The National Irrigation Board (NIB) is seeking to contract a firm for the construction of dams, staff houses and an electric fence for phase two of the Galana-Kulalu irrigation scheme.
The eligible firm should have a financial muscle of Sh10 billion and show ability to raise Sh122 billion to undertake the project at the remaining 400,000 acres of land.
“This project aims at implementing phase two of the project on a design-build basis whose components comprises development of a mega dam with the capacity of two billion cubic metres, a water distribution system as well as staff houses,” said the NIB on a public notice.
Water from Galana River is not enough to irrigate the 400,000 acres of land, prompting plan to build three dams for storage.
Of the total acreage, 250,000 acres will be put under maize cultivation with beans and horticulture crops planted in the remaining portion.
Under the project, investors will be offered land for crop production and value addition, meaning those dealing in maize will be expected to produce floor and other products on the farm.
They will pay a fee to the NIB which is expected to share the revenues generated with the contractor laying the infrastructure over a per-determined period.
The contractor will operate under the build, own, operate, transfer (Boot) model.
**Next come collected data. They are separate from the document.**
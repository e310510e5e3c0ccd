//! Layout bootstrap handler.
//!
//! ```text
//! GET /api/v1/layout
//! ```
//!
//! Called once per navigation. Resolves the caller's session and brings the
//! stored profile email in line with it before answering.

use actix_web::{HttpResponse, get, http::header, web};
use serde::{Deserialize, Serialize};
use utoipa::ToSchema;

use crate::domain::ports::RequestCredentials;
use crate::domain::{AuthSession, Error};
use crate::inbound::http::ApiResult;
use crate::inbound::http::state::HttpState;

/// Layout payload; `session` is `null` for anonymous callers.
#[derive(Debug, Clone, PartialEq, Eq, Serialize, Deserialize, ToSchema)]
pub struct LayoutResponse {
    pub session: Option<AuthSession>,
}

/// Resolve the session and sync the profile email.
#[utoipa::path(
    get,
    path = "/api/v1/layout",
    responses(
        (status = 200, description = "Current session, or null", body = LayoutResponse),
        (status = 503, description = "Auth provider or profile store unavailable; `details.source` names which", body = Error),
        (status = 500, description = "Internal server error", body = Error)
    ),
    tags = ["layout"],
    operation_id = "loadLayout"
)]
#[get("/layout")]
pub async fn load_layout(
    state: web::Data<HttpState>,
    credentials: RequestCredentials,
) -> ApiResult<HttpResponse> {
    let data = state.layout.load(credentials).await?;
    Ok(HttpResponse::Ok()
        .insert_header((header::CACHE_CONTROL, "private, no-store"))
        .json(LayoutResponse {
            session: data.session,
        }))
}

#[cfg(test)]
mod tests {
    use super::*;
    use std::sync::Arc;

    use actix_web::http::StatusCode;
    use actix_web::{App, test};
    use rstest::rstest;
    use serde_json::{Value, json};

    use crate::domain::UserId;
    use crate::domain::ports::{
        AuthClient, AuthClientError, FixturePokemonSource, MockAuthClient, MockAuthClientFactory,
        ProfileRecord, ProfileStoreError,
    };

    const USER_ID: &str = "3fa85f64-5717-4562-b3fc-2c963f66afa6";
    const EMAIL: &str = "ash@pallet.town";

    fn session() -> AuthSession {
        AuthSession::new(UserId::new(USER_ID).expect("valid id"), Some(EMAIL.to_owned()))
    }

    fn state_for(client: MockAuthClient, expected_token: Option<&'static str>) -> web::Data<HttpState> {
        let mut factory = MockAuthClientFactory::new();
        factory
            .expect_for_request()
            .withf(move |credentials| {
                credentials.access_token().map(|token| token.expose()) == expected_token
            })
            .times(1)
            .return_once(move |_| Arc::new(client) as Arc<dyn AuthClient>);
        web::Data::new(HttpState::new(
            Arc::new(FixturePokemonSource),
            Arc::new(factory),
        ))
    }

    async fn get_layout(state: web::Data<HttpState>, bearer: Option<&str>) -> (StatusCode, Value) {
        let app = test::init_service(
            App::new()
                .app_data(state)
                .service(web::scope("/api/v1").service(load_layout)),
        )
        .await;
        let mut req = test::TestRequest::get().uri("/api/v1/layout");
        if let Some(token) = bearer {
            req = req.insert_header((header::AUTHORIZATION, format!("Bearer {token}")));
        }
        let res = test::call_service(&app, req.to_request()).await;
        (res.status(), test::read_body_json(res).await)
    }

    #[actix_web::test]
    async fn anonymous_callers_get_a_null_session() {
        let mut client = MockAuthClient::new();
        client.expect_current_session().times(1).returning(|| Ok(None));
        client.expect_profile().never();
        client.expect_update_profile_email().never();

        let (status, body) = get_layout(state_for(client, None), None).await;
        assert_eq!(status, StatusCode::OK);
        assert_eq!(body, json!({ "session": null }));
    }

    #[actix_web::test]
    async fn signed_in_callers_get_their_session_and_a_synced_profile() {
        let mut client = MockAuthClient::new();
        client
            .expect_current_session()
            .times(1)
            .returning(|| Ok(Some(session())));
        client.expect_profile().times(1).returning(|_| {
            Ok(Some(ProfileRecord {
                email: Some("old@pallet.town".to_owned()),
            }))
        });
        client
            .expect_update_profile_email()
            .withf(|_, email| email == EMAIL)
            .times(1)
            .returning(|_, _| Ok(()));

        let (status, body) = get_layout(state_for(client, Some("user-token")), Some("user-token")).await;
        assert_eq!(status, StatusCode::OK);
        assert_eq!(
            body,
            json!({ "session": { "userId": USER_ID, "email": EMAIL } })
        );
    }

    #[rstest]
    #[case::auth(true, "auth")]
    #[case::profile_store(false, "profile_store")]
    #[actix_web::test]
    async fn upstream_failures_are_503_with_their_source(
        #[case] auth_fails: bool,
        #[case] source: &str,
    ) {
        let mut client = MockAuthClient::new();
        if auth_fails {
            client
                .expect_current_session()
                .times(1)
                .returning(|| Err(AuthClientError::transport("connection refused")));
        } else {
            client
                .expect_current_session()
                .times(1)
                .returning(|| Ok(Some(session())));
            client
                .expect_profile()
                .times(1)
                .returning(|_| Err(ProfileStoreError::timeout("10s")));
        }
        client.expect_update_profile_email().never();

        let (status, body) = get_layout(state_for(client, Some("t")), Some("t")).await;
        assert_eq!(status, StatusCode::SERVICE_UNAVAILABLE);
        assert_eq!(body["code"], "service_unavailable");
        assert_eq!(body["details"]["source"], source);
    }
}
This model involves contractors building an infrastructure using their own resources and charge a fee to users over a period of time before transferring it to the government.
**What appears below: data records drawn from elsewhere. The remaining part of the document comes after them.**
//! PokeAPI adapter behaviour against a local stub of the API.

mod support;

use std::time::Duration;

use actix_web::http::Method;
use actix_web::{HttpResponse, web};
use backend::domain::ports::{PokemonName, PokemonSource, PokemonSourceError};
use backend::outbound::pokeapi::PokeApiHttpSource;
use reqwest::Url;
use serde_json::{Value, json};

use support::stub_server::StubServer;

fn list_body() -> Value {
    json!({
        "count": 1302,
        "next": "https://pokeapi.co/api/v2/pokemon?offset=151&limit=151",
        "previous": null,
        "results": [
            {"name": "bulbasaur", "url": "https://pokeapi.co/api/v2/pokemon/1/"},
            {"name": "ivysaur", "url": "https://pokeapi.co/api/v2/pokemon/2/"}
        ]
    })
}

fn pikachu() -> Value {
    json!({
        "id": 25,
        "name": "pikachu",
        "types": [{"slot": 1, "type": {"name": "electric"}}],
        "sprites": {"front_default": null}
    })
}

fn pokeapi_routes(cfg: &mut web::ServiceConfig) {
    cfg.route(
        "/api/v2/pokemon",
        web::get().to(|| async { HttpResponse::Ok().json(list_body()) }),
    )
    .route(
        "/api/v2/pokemon/{name}",
        web::get().to(|path: web::Path<String>| async move {
            match path.as_str() {
                "pikachu" => HttpResponse::Ok().json(pikachu()),
                "porygon" => HttpResponse::BadGateway().body("upstream hiccup"),
                "glitch" => HttpResponse::Ok()
                    .content_type("application/json")
                    .body("{\"id\":"),
                _ => HttpResponse::NotFound().body("Not Found"),
            }
        }),
    );
}

fn source_for(stub: &StubServer) -> PokeApiHttpSource {
    let base = Url::parse(&format!("{}/api/v2/", stub.base_url)).expect("stub url");
    PokeApiHttpSource::new(base, Duration::from_secs(5)).expect("client builds")
}

#[actix_rt::test]
async fn list_issues_one_request_and_returns_results_verbatim() {
    let stub = StubServer::start(pokeapi_routes).await;
    let source = source_for(&stub);

    let results = source.list_pokemon().await.expect("list succeeds");

    assert_eq!(Value::Array(results), list_body()["results"]);
    let requests = stub.requests();
    assert_eq!(requests.len(), 1);
    assert_eq!(requests[0].method, Method::GET);
    assert_eq!(requests[0].uri, "/api/v2/pokemon?limit=151&offset=0");
    stub.stop().await;
}

#[actix_rt::test]
async fn detail_issues_one_request_and_returns_the_body_verbatim() {
    let stub = StubServer::start(pokeapi_routes).await;
    let source = source_for(&stub);
    let name = PokemonName::new("pikachu").expect("valid name");

    let record = source.get_pokemon_by_name(&name).await.expect("detail succeeds");

    assert_eq!(record, pikachu());
    let requests = stub.requests();
    assert_eq!(requests.len(), 1);
    assert_eq!(requests[0].uri, "/api/v2/pokemon/pikachu");
    assert_eq!(requests[0].header("accept"), Some("application/json"));
    stub.stop().await;
}

#[actix_rt::test]
async fn unknown_names_are_not_found() {
    let stub = StubServer::start(pokeapi_routes).await;
    let source = source_for(&stub);
    let name = PokemonName::new("missingno").expect("valid name");

    let error = source.get_pokemon_by_name(&name).await.expect_err("404");

    assert_eq!(error, PokemonSourceError::not_found("missingno"));
    assert_eq!(stub.requests().len(), 1);
    stub.stop().await;
}

#[actix_rt::test]
async fn upstream_failures_are_not_retried() {
    let stub = StubServer::start(pokeapi_routes).await;
    let source = source_for(&stub);
    let name = PokemonName::new("porygon").expect("valid name");

    let error = source.get_pokemon_by_name(&name).await.expect_err("502");

    match error {
        PokemonSourceError::UpstreamStatus { message } => {
            assert_eq!(message, "status 502: upstream hiccup");
        }
        other => panic!("expected upstream status error, got {other:?}"),
    }
    assert_eq!(stub.requests().len(), 1);
    stub.stop().await;
}

#[actix_rt::test]
async fn truncated_bodies_are_decode_errors() {
    let stub = StubServer::start(pokeapi_routes).await;
    let source = source_for(&stub);
    let name = PokemonName::new("glitch").expect("valid name");

    let error = source.get_pokemon_by_name(&name).await.expect_err("bad json");

    assert!(matches!(error, PokemonSourceError::Decode { .. }));
    stub.stop().await;
}

#[actix_rt::test]
async fn unreachable_hosts_are_transport_errors() {
    let stub = StubServer::start(pokeapi_routes).await;
    let base = Url::parse(&format!("{}/api/v2/", stub.base_url)).expect("stub url");
    stub.stop().await;
    let source = PokeApiHttpSource::new(base, Duration::from_secs(2)).expect("client builds");

    let error = source.list_pokemon().await.expect_err("connection refused");

    assert!(matches!(
        error,
        PokemonSourceError::Transport { .. } | PokemonSourceError::Timeout { .. }
    ));
}
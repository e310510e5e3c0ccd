//! Pokédex backend entry-point.

mod server;

use actix_web::web;
use mockable::DefaultEnv;
use ortho_config::OrthoConfig;
use tracing::info;

use backend::inbound::http::health::HealthState;
use backend::inbound::http::session_config::{
    BuildMode, fingerprint::key_fingerprint, session_settings_from_env,
};
use backend::settings::AppSettings;
use backend::telemetry::init_tracing;
use server::{ServerConfig, build_ports, create_server};

#[actix_web::main]
async fn main() -> std::io::Result<()> {
    init_tracing().map_err(std::io::Error::other)?;

    let settings = AppSettings::load_from_iter(std::env::args_os())
        .map_err(std::io::Error::other)?;
    let session =
        session_settings_from_env(&DefaultEnv::new(), BuildMode::from_debug_assertions())
            .map_err(std::io::Error::other)?;
    info!(
        fingerprint = %key_fingerprint(&session.key),
        "session signing key loaded"
    );

    let bind_addr = settings.bind_addr().map_err(std::io::Error::other)?;
    let config = ServerConfig::new(session, bind_addr, build_ports(&settings)?);

    let health_state = web::Data::new(HealthState::new());
    let server = create_server(health_state.clone(), config)?;
    info!(%bind_addr, "listening");
    let handle = server.handle();
    let drain_state = health_state.clone();
    actix_web::rt::spawn(async move {
        if actix_web::rt::signal::ctrl_c().await.is_ok() {
            drain_state.mark_draining();
            handle.stop(true).await;
        }
    });
    server.await
}
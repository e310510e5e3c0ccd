//! Domain-level error types.
//!
//! These errors are transport agnostic. Inbound adapters map them to HTTP
//! responses with a status code derived from [`ErrorCode`].

use serde::{Deserialize, Serialize};
use serde_json::Value;
use utoipa::ToSchema;

use super::trace_id::TraceId;

/// Response header carrying the request trace identifier.
pub const TRACE_ID_HEADER: &str = "trace-id";

/// Stable machine-readable error code describing the failure category.
#[derive(Debug, Clone, Copy, PartialEq, Eq, Hash, Serialize, Deserialize, ToSchema)]
#[non_exhaustive]
#[serde(rename_all = "snake_case")]
pub enum ErrorCode {
    /// The request is malformed or fails validation.
    InvalidRequest,
    /// Authentication failed or is missing.
    Unauthorized,
    /// The requested resource does not exist.
    NotFound,
    /// An upstream collaborator (auth provider, profile store, Pokémon API)
    /// could not be reached.
    ServiceUnavailable,
    /// An unexpected error occurred inside the domain.
    InternalError,
}

/// Domain error payload.
///
/// The current [`TraceId`] is captured on construction so responses and logs
/// can be correlated without threading the identifier manually.
///
/// # Examples
/// ```
/// use backend::domain::{Error, ErrorCode};
///
/// let err = Error::not_found("Page not found");
/// assert_eq!(err.code(), ErrorCode::NotFound);
/// assert_eq!(err.message(), "Page not found");
/// ```
#[derive(Debug, Clone, PartialEq, Serialize, Deserialize, ToSchema)]
#[serde(rename_all = "camelCase")]
pub struct Error {
    #[schema(example = "not_found")]
    code: ErrorCode,
    #[schema(example = "Page not found")]
    message: String,
    #[serde(default, skip_serializing_if = "Option::is_none")]
    #[schema(example = "3fa85f64-5717-4562-b3fc-2c963f66afa6")]
    trace_id: Option<String>,
    #[serde(default, skip_serializing_if = "Option::is_none")]
    details: Option<Value>,
}

impl Error {
    /// Create a new error tagged with the trace identifier in scope, if any.
    pub fn new(code: ErrorCode, message: impl Into<String>) -> Self {
        Self {
            code,
            message: message.into(),
            trace_id: TraceId::current().map(|id| id.to_string()),
            details: None,
        }
    }

    /// Stable machine-readable error code.
    #[must_use]
    pub fn code(&self) -> ErrorCode {
        self.code
    }

    /// Human-readable message returned to adapters.
    #[must_use]
    pub fn message(&self) -> &str {
        self.message.as_str()
    }

    /// Correlation identifier captured when the error was built.
    #[must_use]
    pub fn trace_id(&self) -> Option<&str> {
        self.trace_id.as_deref()
    }

    /// Supplementary error details for adapters.
    #[must_use]
    pub fn details(&self) -> Option<&Value> {
        self.details.as_ref()
    }

    /// Attach a trace identifier, replacing any captured one.
    #[must_use]
    pub fn with_trace_id(mut self, id: impl Into<String>) -> Self {
        self.trace_id = Some(id.into());
        self
    }

    /// Attach structured details to the error.
    ///
    /// # Examples
    /// ```
    /// use backend::domain::Error;
    /// use serde_json::json;
    ///
    /// let err = Error::service_unavailable("auth provider unreachable")
    ///     .with_details(json!({ "source": "auth" }));
    /// assert!(err.details().is_some());
    /// ```
    #[must_use]
    pub fn with_details(mut self, details: Value) -> Self {
        self.details = Some(details);
        self
    }

    /// Drop details so they are never sent to clients.
    #[must_use]
    pub fn without_details(mut self) -> Self {
        self.details = None;
        self
    }

    /// Convenience constructor for [`ErrorCode::InvalidRequest`].
    pub fn invalid_request(message: impl Into<String>) -> Self {
        Self::new(ErrorCode::InvalidRequest, message)
    }

    /// Convenience constructor for [`ErrorCode::Unauthorized`].
    pub fn unauthorized(message: impl Into<String>) -> Self {
        Self::new(ErrorCode::Unauthorized, message)
    }

    /// Convenience constructor for [`ErrorCode::NotFound`].
    pub fn not_found(message: impl Into<String>) -> Self {
        Self::new(ErrorCode::NotFound, message)
    }

    /// Convenience constructor for [`ErrorCode::ServiceUnavailable`].
    pub fn service_unavailable(message: impl Into<String>) -> Self {
        Self::new(ErrorCode::ServiceUnavailable, message)
    }

    /// Convenience constructor for [`ErrorCode::InternalError`].
    pub fn internal(message: impl Into<String>) -> Self {
        Self::new(ErrorCode::InternalError, message)
    }
}

impl std::fmt::Display for Error {
    fn fmt(&self, f: &mut std::fmt::Formatter<'_>) -> std::fmt::Result {
        write!(f, "{}", self.message)
    }
}

impl std::error::Error for Error {}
NIB chief engineer in charge of planning and design Mwangi Thuita said a memorandum of understanding will be signed between the board and the contractor after completion of the project to stipulate the mode and duration of payment.
READ: NCPB to buy Galana maize at Sh2,300 a bag
Kenya has an annual deficit of 20 million bags of maize annually and NIB believes that 250,000 acres of land under the crop would be enough to bridge the deficit and slash imports from Uganda and Tanzania.
The Galana-Kulalu irrigation scheme is a public-private partnership programme where the State provides irrigation infrastructure while private investors plant crops on tracts of land they have selected.
Kenya has contracted an Israeli firm, Green Arava that is currently developing a 10,000 acres model farm which will inform the rest of one million acres land.
The Israeli firm has planted maize and harvested from 500 acres and has put an additional 500 acres under the crop. The model farm is expected to be completed in March.
The project was supposed to cover one million acres but feasibility studies have indicated that the available water from the river has a capacity to irrigate 500,000 acres when it is dammed.